Being injured made me a better runner

Making the best of an awful situation

I started running in 2015 and I had never encountered a big injury until last year when I had to deal with two. However, once I was completely healed from these setbacks, my running became better. Want to know how? Read further the learn how I dealt (and learned) from it.

Focus on recovery

So with my first injury, I literally had no idea what to do since I had never encountered a situation like this before. The first thing I did was book an appointment with my doctor and later with a physical therapist. I really recommend doing this, since these people have the needed knowledge to get you back on track.

For me, it was quite the adjustment to not be able to train. The first two weeks, I only went to the physical therapist but, after checking with him, I started cycling a lot. It is a good alternative for running to keep your endurance without putting too much strain on your body.
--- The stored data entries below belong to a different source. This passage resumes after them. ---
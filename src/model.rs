//! Core domain records persisted by the store and carried by sync events.

use std::collections::BTreeMap;
use std::fmt;
use std::str::FromStr;

use chrono::{DateTime, Utc};
use serde::{Deserialize, Serialize};
use serde_json::Value;

use crate::Amount;

/// Record identifier, unique within its collection.
pub type RecordId = String;

/// Owning user identifier.
pub type UserId = String;

/// Declares a closed string enumeration with its wire names.
macro_rules! string_enum {
    (
        $(#[$meta:meta])*
        pub enum $name:ident { $($variant:ident => $wire:literal),+ $(,)? }
    ) => {
        $(#[$meta])*
        #[derive(Debug, Clone, Copy, PartialEq, Eq, Hash, Serialize, Deserialize)]
        pub enum $name {
            $(#[serde(rename = $wire)] $variant,)+
        }

        impl $name {
            /// Every accepted wire name, in declaration order.
            pub const NAMES: &'static [&'static str] = &[$($wire),+];

            pub fn as_str(self) -> &'static str {
                match self {
                    $(Self::$variant => $wire,)+
                }
            }
        }

        impl FromStr for $name {
            type Err = String;

            fn from_str(s: &str) -> Result<Self, Self::Err> {
                match s {
                    $($wire => Ok(Self::$variant),)+
                    other => Err(format!(
                        "'{other}' is not one of: {}",
                        Self::NAMES.join(", ")
                    )),
                }
            }
        }

        impl fmt::Display for $name {
            fn fmt(&self, f: &mut fmt::Formatter<'_>) -> fmt::Result {
                f.write_str(self.as_str())
            }
        }
    };
}

string_enum! {
    /// Kind of wallet movement.
    pub enum TransactionType {
        Deposit => "deposit",
        Withdraw => "withdraw",
        Bet => "bet",
        Win => "win",
        Bonus => "bonus",
        Refund => "refund",
        Fee => "fee",
    }
}

string_enum! {
    pub enum TransactionStatus {
        Pending => "pending",
        Processing => "processing",
        Completed => "completed",
        Failed => "failed",
        Cancelled => "cancelled",
    }
}

string_enum! {
    /// Direction of a payment awaiting review.
    pub enum PaymentType {
        Deposit => "deposit",
        Withdraw => "withdraw",
    }
}

string_enum! {
    /// Review lifecycle of a pending payment.
    pub enum PaymentStatus {
        Pending => "pending",
        Approved => "approved",
        Rejected => "rejected",
        Investigating => "investigating",
    }
}

string_enum! {
    pub enum UserStatus {
        Active => "active",
        Suspended => "suspended",
        Closed => "closed",
    }
}

/// A primitive metadata value. Nested structures are not representable.
#[derive(Debug, Clone, PartialEq, Serialize, Deserialize)]
#[serde(untagged)]
pub enum MetaValue {
    Bool(bool),
    Number(f64),
    Text(String),
    Null,
}

/// Free-form annotations attached to a transaction.
pub type Metadata = BTreeMap<String, MetaValue>;

fn default_currency() -> String {
    "USD".to_string()
}

/// A wallet transaction.
#[derive(Debug, Clone, PartialEq, Serialize, Deserialize)]
#[serde(rename_all = "camelCase")]
pub struct Transaction {
    pub id: RecordId,
    pub user_id: UserId,
    #[serde(rename = "type")]
    pub kind: TransactionType,
    pub status: TransactionStatus,
    /// Signed; withdrawals and bets are usually negative.
    pub amount: Amount,
    #[serde(default = "default_currency")]
    pub currency: String,
    #[serde(default)]
    pub fee: Amount,
    #[serde(default, skip_serializing_if = "Option::is_none")]
    pub method: Option<String>,
    #[serde(default, skip_serializing_if = "Option::is_none")]
    pub description: Option<String>,
    #[serde(default, skip_serializing_if = "Metadata::is_empty")]
    pub metadata: Metadata,
    #[serde(default = "Utc::now")]
    pub created_at: DateTime<Utc>,
    #[serde(default)]
    pub updated_at: Option<DateTime<Utc>>,
    #[serde(default)]
    pub completed_at: Option<DateTime<Utc>>,
}

impl Transaction {
    /// Create a pending transaction stamped with the current time.
    pub fn new(
        id: impl Into<RecordId>,
        user_id: impl Into<UserId>,
        kind: TransactionType,
        amount: Amount,
    ) -> Self {
        Self {
            id: id.into(),
            user_id: user_id.into(),
            kind,
            status: TransactionStatus::Pending,
            amount,
            currency: default_currency(),
            fee: Amount::ZERO,
            method: None,
            description: None,
            metadata: Metadata::new(),
            created_at: Utc::now(),
            updated_at: None,
            completed_at: None,
        }
    }
}

/// A deposit or withdrawal waiting for back-office review.
#[derive(Debug, Clone, PartialEq, Serialize, Deserialize)]
#[serde(rename_all = "camelCase")]
pub struct PendingPayment {
    pub id: RecordId,
    pub user_id: UserId,
    #[serde(rename = "type")]
    pub kind: PaymentType,
    /// Always positive; the direction lives in `kind`.
    pub amount: Amount,
    #[serde(default, skip_serializing_if = "Option::is_none")]
    pub transaction_id: Option<RecordId>,
    pub status: PaymentStatus,
    #[serde(default = "Utc::now")]
    pub submitted_at: DateTime<Utc>,
    #[serde(default)]
    pub reviewed_at: Option<DateTime<Utc>>,
    #[serde(default, skip_serializing_if = "Option::is_none")]
    pub reviewed_by: Option<String>,
    #[serde(default, skip_serializing_if = "Option::is_none")]
    pub notes: Option<String>,
    #[serde(default, skip_serializing_if = "Option::is_none")]
    pub rejection_reason: Option<String>,
}

impl PendingPayment {
    pub fn new(
        id: impl Into<RecordId>,
        user_id: impl Into<UserId>,
        kind: PaymentType,
        amount: Amount,
    ) -> Self {
        Self {
            id: id.into(),
            user_id: user_id.into(),
            kind,
            amount,
            transaction_id: None,
            status: PaymentStatus::Pending,
            submitted_at: Utc::now(),
            reviewed_at: None,
            reviewed_by: None,
            notes: None,
            rejection_reason: None,
        }
    }
}

/// Fields a reviewer may change on a pending payment.
#[derive(Debug, Clone, Default, PartialEq, Serialize, Deserialize)]
#[serde(rename_all = "camelCase")]
pub struct PendingPaymentPatch {
    pub status: Option<PaymentStatus>,
    pub reviewed_at: Option<DateTime<Utc>>,
    pub reviewed_by: Option<String>,
    pub notes: Option<String>,
    pub rejection_reason: Option<String>,
}

impl PendingPaymentPatch {
    pub(crate) fn apply_to(self, payment: &mut PendingPayment) {
        if let Some(status) = self.status {
            if status != payment.status && self.reviewed_at.is_none() {
                payment.reviewed_at = Some(Utc::now());
            }
            payment.status = status;
        }
        if let Some(at) = self.reviewed_at {
            payment.reviewed_at = Some(at);
        }
        if let Some(by) = self.reviewed_by {
            payment.reviewed_by = Some(by);
        }
        if let Some(notes) = self.notes {
            payment.notes = Some(notes);
        }
        if let Some(reason) = self.rejection_reason {
            payment.rejection_reason = Some(reason);
        }
    }
}

/// A platform user as seen by the wallet.
#[derive(Debug, Clone, PartialEq, Serialize, Deserialize)]
#[serde(rename_all = "camelCase")]
pub struct UserRecord {
    pub id: UserId,
    pub email: String,
    #[serde(default, skip_serializing_if = "Option::is_none")]
    pub first_name: Option<String>,
    #[serde(default, skip_serializing_if = "Option::is_none")]
    pub last_name: Option<String>,
    #[serde(default)]
    pub balance: Amount,
    pub status: UserStatus,
    #[serde(default)]
    pub verified: bool,
    #[serde(default)]
    pub registered_at: Option<DateTime<Utc>>,
    #[serde(default)]
    pub last_login_at: Option<DateTime<Utc>>,
}

impl UserRecord {
    pub fn new(id: impl Into<UserId>, email: impl Into<String>) -> Self {
        Self {
            id: id.into(),
            email: email.into(),
            first_name: None,
            last_name: None,
            balance: Amount::ZERO,
            status: UserStatus::Active,
            verified: false,
            registered_at: Some(Utc::now()),
            last_login_at: None,
        }
    }
}

/// The three record shapes the store persists.
#[derive(Debug, Clone, Copy, PartialEq, Eq, Hash)]
pub enum RecordKind {
    Transaction,
    PendingPayment,
    User,
}

impl RecordKind {
    pub fn as_str(self) -> &'static str {
        match self {
            RecordKind::Transaction => "transaction",
            RecordKind::PendingPayment => "pendingPayment",
            RecordKind::User => "user",
        }
    }
}

impl FromStr for RecordKind {
    type Err = String;

    fn from_str(s: &str) -> Result<Self, Self::Err> {
        match s {
            "transaction" | "transactions" => Ok(RecordKind::Transaction),
            "pendingPayment" | "pending_payment" | "pendingPayments" | "payment" => {
                Ok(RecordKind::PendingPayment)
            }
            "user" | "users" => Ok(RecordKind::User),
            other => Err(format!("unknown record kind '{other}'")),
        }
    }
}

impl fmt::Display for RecordKind {
    fn fmt(&self, f: &mut fmt::Formatter<'_>) -> fmt::Result {
        f.write_str(self.as_str())
    }
}

/// Any persisted record, tagged by its shape.
#[derive(Debug, Clone, PartialEq)]
pub enum Record {
    Transaction(Transaction),
    PendingPayment(PendingPayment),
    User(UserRecord),
}

impl Record {
    /// Decode a record of the given kind from (already sanitized) JSON.
    pub fn from_json(kind: RecordKind, value: Value) -> Result<Self, serde_json::Error> {
        Ok(match kind {
            RecordKind::Transaction => Record::Transaction(serde_json::from_value(value)?),
            RecordKind::PendingPayment => Record::PendingPayment(serde_json::from_value(value)?),
            RecordKind::User => Record::User(serde_json::from_value(value)?),
        })
    }

    pub fn id(&self) -> &str {
        match self {
            Record::Transaction(t) => &t.id,
            Record::PendingPayment(p) => &p.id,
            Record::User(u) => &u.id,
        }
    }

    pub fn kind(&self) -> RecordKind {
        match self {
            Record::Transaction(_) => RecordKind::Transaction,
            Record::PendingPayment(_) => RecordKind::PendingPayment,
            Record::User(_) => RecordKind::User,
        }
    }
}

#[cfg(test)]
mod tests {
    use super::*;
    use serde_json::json;

    #[test]
    fn transaction_uses_camel_case_wire_names() {
        let tx = Transaction::new("tx-1", "u-1", TransactionType::Bet, Amount::from_cents(-500));
        let value = serde_json::to_value(&tx).unwrap();

        assert_eq!(value["userId"], "u-1");
        assert_eq!(value["type"], "bet");
        assert_eq!(value["status"], "pending");
        assert_eq!(value["amount"], json!(-5.0));
        assert!(value["createdAt"].is_string());
        assert!(value.get("metadata").is_none());
    }

    #[test]
    fn transaction_defaults_optional_fields() {
        let tx: Transaction = serde_json::from_value(json!({
            "id": "tx-1",
            "userId": "u-1",
            "type": "deposit",
            "status": "completed",
            "amount": 10.129,
        }))
        .unwrap();

        assert_eq!(tx.amount, Amount::from_cents(1013));
        assert_eq!(tx.currency, "USD");
        assert_eq!(tx.fee, Amount::ZERO);
        assert!(tx.updated_at.is_none());
    }

    #[test]
    fn metadata_holds_primitives_only() {
        let meta: Metadata = serde_json::from_value(json!({
            "odds": 2.5,
            "live": true,
            "market": "1x2",
            "note": null,
        }))
        .unwrap();

        assert_eq!(meta["odds"], MetaValue::Number(2.5));
        assert_eq!(meta["live"], MetaValue::Bool(true));
        assert_eq!(meta["market"], MetaValue::Text("1x2".into()));
        assert_eq!(meta["note"], MetaValue::Null);

        let nested = serde_json::from_value::<Metadata>(json!({ "deep": { "a": 1 } }));
        assert!(nested.is_err());
    }

    #[test]
    fn string_enums_parse_and_reject() {
        assert_eq!("win".parse::<TransactionType>(), Ok(TransactionType::Win));
        assert!("jackpot".parse::<TransactionType>().is_err());
        assert_eq!(PaymentStatus::Investigating.to_string(), "investigating");
    }

    #[test]
    fn record_kind_accepts_aliases() {
        assert_eq!(
            "pending_payment".parse::<RecordKind>(),
            Ok(RecordKind::PendingPayment)
        );
        assert_eq!("users".parse::<RecordKind>(), Ok(RecordKind::User));
        assert!("bet_slip".parse::<RecordKind>().is_err());
    }

    #[test]
    fn patch_stamps_review_time_on_status_change() {
        let mut payment =
            PendingPayment::new("p-1", "u-1", PaymentType::Withdraw, Amount::from_cents(2000));
        PendingPaymentPatch {
            status: Some(PaymentStatus::Approved),
            reviewed_by: Some("admin".into()),
            ..Default::default()
        }
        .apply_to(&mut payment);

        assert_eq!(payment.status, PaymentStatus::Approved);
        assert_eq!(payment.reviewed_by.as_deref(), Some("admin"));
        assert!(payment.reviewed_at.is_some());
    }

    #[test]
    fn record_from_json_reports_id_and_kind() {
        let record = Record::from_json(
            RecordKind::User,
            json!({ "id": "u-9", "email": "a@b.io", "status": "active" }),
        )
        .unwrap();

        assert_eq!(record.id(), "u-9");
        assert_eq!(record.kind(), RecordKind::User);
    }
}
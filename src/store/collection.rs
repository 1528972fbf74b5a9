use chrono::{DateTime, Utc};
use serde::de::DeserializeOwned;
use serde::{Deserialize, Serialize};
use serde_json::Value;
use tracing::warn;

use crate::instant::{encode_instant, is_timestamp_field, looks_like_iso, parse_instant};
use crate::model::{PendingPayment, Transaction, TransactionStatus, UserRecord};

pub(crate) const DEFAULT_VERSION: &str = "1.0";

const METADATA_KEY: &str = "metadata";

/// The canonical persisted state: three collections plus metadata.
#[derive(Debug, Clone, PartialEq, Serialize, Deserialize)]
#[serde(rename_all = "camelCase")]
pub struct Collection {
    pub transactions: Vec<Transaction>,
    pub pending_payments: Vec<PendingPayment>,
    pub users: Vec<UserRecord>,
    pub last_updated: Option<DateTime<Utc>>,
    pub version: String,
}

impl Default for Collection {
    fn default() -> Self {
        Self {
            transactions: Vec::new(),
            pending_payments: Vec::new(),
            users: Vec::new(),
            last_updated: None,
            version: DEFAULT_VERSION.to_string(),
        }
    }
}

/// Replacement arrays for a save; absent arrays are left untouched.
#[derive(Debug, Clone, Default)]
pub struct CollectionPatch {
    pub transactions: Option<Vec<Transaction>>,
    pub pending_payments: Option<Vec<PendingPayment>>,
    pub users: Option<Vec<UserRecord>>,
}

impl CollectionPatch {
    pub fn transactions(transactions: Vec<Transaction>) -> Self {
        Self {
            transactions: Some(transactions),
            ..Default::default()
        }
    }

    pub fn pending_payments(pending_payments: Vec<PendingPayment>) -> Self {
        Self {
            pending_payments: Some(pending_payments),
            ..Default::default()
        }
    }

    pub fn users(users: Vec<UserRecord>) -> Self {
        Self {
            users: Some(users),
            ..Default::default()
        }
    }
}

impl Collection {
    /// Top-level merge: each array present in the patch replaces ours wholesale.
    pub fn merge(&mut self, patch: CollectionPatch) {
        if let Some(transactions) = patch.transactions {
            self.transactions = transactions;
        }
        if let Some(pending_payments) = patch.pending_payments {
            self.pending_payments = pending_payments;
        }
        if let Some(users) = patch.users {
            self.users = users;
        }
    }

    /// Drop transactions created before `cutoff`. Pending transactions always stay.
    pub fn evict_transactions_before(&mut self, cutoff: DateTime<Utc>) -> usize {
        let before = self.transactions.len();
        self.transactions
            .retain(|t| t.created_at >= cutoff || t.status == TransactionStatus::Pending);
        before - self.transactions.len()
    }

    /// Decode a stored blob, reviving timestamps and skipping bad records.
    ///
    /// Returns `None` when the blob is not a JSON object at all.
    pub fn decode(raw: &str) -> Option<Self> {
        let mut root: Value = serde_json::from_str(raw).ok()?;
        if !root.is_object() {
            return None;
        }
        revive_instants(&mut root);

        Some(Self {
            transactions: decode_records(root.get("transactions"), "transactions"),
            pending_payments: decode_records(root.get("pendingPayments"), "pendingPayments"),
            users: decode_records(root.get("users"), "users"),
            last_updated: root
                .get("lastUpdated")
                .and_then(Value::as_str)
                .and_then(parse_instant),
            version: root
                .get("version")
                .and_then(Value::as_str)
                .unwrap_or(DEFAULT_VERSION)
                .to_string(),
        })
    }
}

fn decode_records<T: DeserializeOwned>(value: Option<&Value>, collection: &str) -> Vec<T> {
    let Some(Value::Array(items)) = value else {
        return Vec::new();
    };
    items
        .iter()
        .filter_map(|item| match serde_json::from_value(item.clone()) {
            Ok(record) => Some(record),
            Err(e) => {
                warn!(collection, id = ?item.get("id"), reason = %e, "skipping undecodable record");
                None
            }
        })
        .collect()
}

/// Walk the records and canonicalize ISO-looking strings on timestamp-named fields.
///
/// Anything else is left as stored: a record whose timestamp cannot be read
/// fails to decode and is skipped. Free-form `metadata` maps are not entered.
fn revive_instants(value: &mut Value) {
    match value {
        Value::Object(map) => {
            for (key, field) in map.iter_mut() {
                match field {
                    Value::String(raw) if is_timestamp_field(key) && looks_like_iso(raw) => {
                        if let Some(at) = parse_instant(raw) {
                            *field = Value::from(encode_instant(at));
                        }
                    }
                    _ if key == METADATA_KEY => {}
                    other => revive_instants(other),
                }
            }
        }
        Value::Array(items) => items.iter_mut().for_each(revive_instants),
        _ => {}
    }
}

#[cfg(test)]
mod tests {
    use super::*;
    use crate::Amount;
    use crate::model::{MetaValue, TransactionType};
    use chrono::{TimeDelta, TimeZone, Timelike};
    use serde_json::json;

    fn tx(id: &str, status: TransactionStatus, age_days: i64) -> Transaction {
        let mut t = Transaction::new(id, "u-1", TransactionType::Bet, Amount::from_cents(-100));
        t.status = status;
        t.created_at = Utc::now() - TimeDelta::days(age_days);
        t
    }

    #[test]
    fn merge_replaces_only_present_arrays() {
        let mut collection = Collection {
            transactions: vec![tx("a", TransactionStatus::Completed, 0)],
            users: vec![UserRecord::new("u-1", "a@b.io")],
            ..Default::default()
        };
        collection.merge(CollectionPatch::transactions(vec![
            tx("b", TransactionStatus::Completed, 0),
            tx("c", TransactionStatus::Completed, 0),
        ]));

        let ids: Vec<_> = collection.transactions.iter().map(|t| t.id.as_str()).collect();
        assert_eq!(ids, ["b", "c"]);
        assert_eq!(collection.users.len(), 1);
    }

    #[test]
    fn eviction_keeps_recent_and_pending() {
        let mut collection = Collection {
            transactions: vec![
                tx("old-done", TransactionStatus::Completed, 30),
                tx("old-failed", TransactionStatus::Failed, 8),
                tx("old-pending", TransactionStatus::Pending, 400),
                tx("fresh", TransactionStatus::Completed, 1),
            ],
            ..Default::default()
        };

        let evicted = collection.evict_transactions_before(Utc::now() - TimeDelta::days(7));
        assert_eq!(evicted, 2);
        let ids: Vec<_> = collection.transactions.iter().map(|t| t.id.as_str()).collect();
        assert_eq!(ids, ["old-pending", "fresh"]);
    }

    #[test]
    fn decode_revives_naive_and_offset_timestamps() {
        let raw = json!({
            "transactions": [{
                "id": "t1", "userId": "u", "type": "win", "status": "completed",
                "amount": 5, "createdAt": "2024-02-01T10:00:00",
                "completedAt": "2024-02-01T12:00:00+02:00",
            }],
            "pendingPayments": [],
            "users": [],
            "lastUpdated": "2024-02-02T00:00:00.000Z",
            "version": "0.9",
        })
        .to_string();

        let collection = Collection::decode(&raw).unwrap();
        let t = &collection.transactions[0];
        assert_eq!(t.created_at, Utc.with_ymd_and_hms(2024, 2, 1, 10, 0, 0).unwrap());
        assert_eq!(
            t.completed_at,
            Some(Utc.with_ymd_and_hms(2024, 2, 1, 10, 0, 0).unwrap())
        );
        assert_eq!(
            collection.last_updated,
            Some(Utc.with_ymd_and_hms(2024, 2, 2, 0, 0, 0).unwrap())
        );
        assert_eq!(collection.version, "0.9");
    }

    #[test]
    fn decode_skips_records_with_unreadable_timestamps_or_bad_fields() {
        let raw = json!({
            "users": [
                { "id": "u1", "email": "a@b.io", "status": "active", "lastLoginAt": "soon" },
                { "id": "u2", "email": "c@d.io", "status": "banned" },
                { "id": "u3", "email": "e@f.io", "status": "active", "lastLoginAt": null },
            ],
        })
        .to_string();

        let collection = Collection::decode(&raw).unwrap();
        assert_eq!(collection.users.len(), 1);
        assert_eq!(collection.users[0].id, "u3");
        assert!(collection.users[0].last_login_at.is_none());
        assert!(collection.transactions.is_empty());
        assert_eq!(collection.version, DEFAULT_VERSION);
    }

    #[test]
    fn decode_leaves_metadata_strings_alone() {
        let raw = json!({
            "transactions": [{
                "id": "t1", "userId": "u", "type": "bet", "status": "pending",
                "amount": -2, "createdAt": "2024-02-01T10:00:00",
                "metadata": {
                    "kickoffAt": "TBD",
                    "matchDate": "Sat 12 Oct",
                    "settledAt": "2024-02-01T10:00:00",
                },
            }],
        })
        .to_string();

        let collection = Collection::decode(&raw).unwrap();
        let meta = &collection.transactions[0].metadata;
        assert_eq!(meta["kickoffAt"], MetaValue::Text("TBD".into()));
        assert_eq!(meta["matchDate"], MetaValue::Text("Sat 12 Oct".into()));
        assert_eq!(meta["settledAt"], MetaValue::Text("2024-02-01T10:00:00".into()));
    }

    #[test]
    fn decode_keeps_sub_millisecond_precision() {
        let mut t = tx("t1", TransactionStatus::Completed, 0);
        t.created_at = Utc
            .with_ymd_and_hms(2024, 3, 1, 10, 0, 0)
            .unwrap()
            .with_nanosecond(123_456_789)
            .unwrap();
        let stored = Collection {
            transactions: vec![t.clone()],
            ..Default::default()
        };

        let raw = serde_json::to_string(&stored).unwrap();
        let collection = Collection::decode(&raw).unwrap();
        assert_eq!(collection.transactions, vec![t]);
    }

    #[test]
    fn decode_rejects_non_objects() {
        assert!(Collection::decode("not json").is_none());
        assert!(Collection::decode("[1,2]").is_none());
    }
}
//! Error types for durable storage.

use thiserror::Error;

/// Failure reported by a [`Medium`](super::Medium).
#[derive(Debug, Error)]
pub enum MediumError {
    #[error("quota exceeded writing '{key}' ({needed} bytes)")]
    QuotaExceeded { key: String, needed: usize },

    #[error("medium i/o failed: {0}")]
    Io(#[from] std::io::Error),
}

/// Why a save did not reach the medium.
#[derive(Debug, Error)]
pub enum StoreError {
    #[error(transparent)]
    Medium(#[from] MediumError),

    #[error("failed to encode collection: {0}")]
    Encode(#[from] serde_json::Error),
}

impl StoreError {
    /// Whether the failure is the medium running out of space.
    pub fn is_quota(&self) -> bool {
        matches!(self, StoreError::Medium(MediumError::QuotaExceeded { .. }))
    }
}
I also focused a lot on eating fresh vegetables and fruits and a lot of protein. It is important to focus on the latter, since your body needs it to recover more quickly. For those who are afraid of putting on extra weight could focus on lowering their carb intake (smaller portions), but I would never recommend to cut it completely out of your diet, since it is an important macronutrient which your body needs.

Alternative training


As mentioned before, I started cycling. I had never liked cycling, nor did I have a special bike (those are really expensive…). Thus, I started doing trips between the 50-60K on my old school bike. I didn’t go fast, but I loved being able to move my body again.

One time, I did a 135K trip which took met 7h and after that, I decided to buy myself a proper bike. You do not have to go crazy expensive, if you just do it as an alternative. I, for example, bought a bike of €300 and I have done quite some distance with it already and it has never failed me.

Strength training

Once I injury started to get better (not cleared for running yet) I started to focus more on strength training. Thanks to the physical therapist, I had discovered my weak points so I could focus on improving them. I had done strength training in the beginning, but never really that specified. So you can imagine that it really helped me to get stronger in my ‘weak’ areas.


I did not do this, because do to COVID-19 it was too much of a dazzle (in my opinion) to book a swimming appointment. But I know plenty of runners that choose this option, since it really engages all of your muscles without the strain that you would normally feel.

Back to running

A mistake a lot of people make when they (finally) can start running again after an injury is that they go too fast too soon. Or too far. It is really really really important to take it slow. The first week, I only went for two runs in which I did not run more than five times five minutes of running following with some walking. However, I was beyond happy that I could finally run again!

Instead of focusing too much on improving my running, I started incorporating more strength training into my schedule as well as cycling. When I started to run more and more again, I diminished my cycling distances and started doing strength training 2-3 times a week.


Because I was able to keep my endurance (cycling) and to improve my weak spots (strength training), my body was better prepared for tougher sessions and longer distances. If I would not haven been injured, I would never have started with cycling nor would I focus that much on strength training.

To give some idea about my progress; before my injuries I would never have imagined myself running at a pace of 4:30 and now I can ‘easily’ run at this pace for two kilometers without being dead afterwards. I can also step out of the door and run (almost) whatever distance I would like to run. I guess it is safe to say that I really learned a lot from my injuries. And you know what they say;

The comeback is always stronger than the setback

Being injured made me a better runner

*little side note I want to add: this post might seem like I was not that frustrated that I could not run, but believe me, every time I saw someone running my heart kinda broke. It is totally fine to feel unmotivated to do anything else the first few days/ weeks, but it is important to start focusing on other things instead that can improve your running once your are cleared to go again.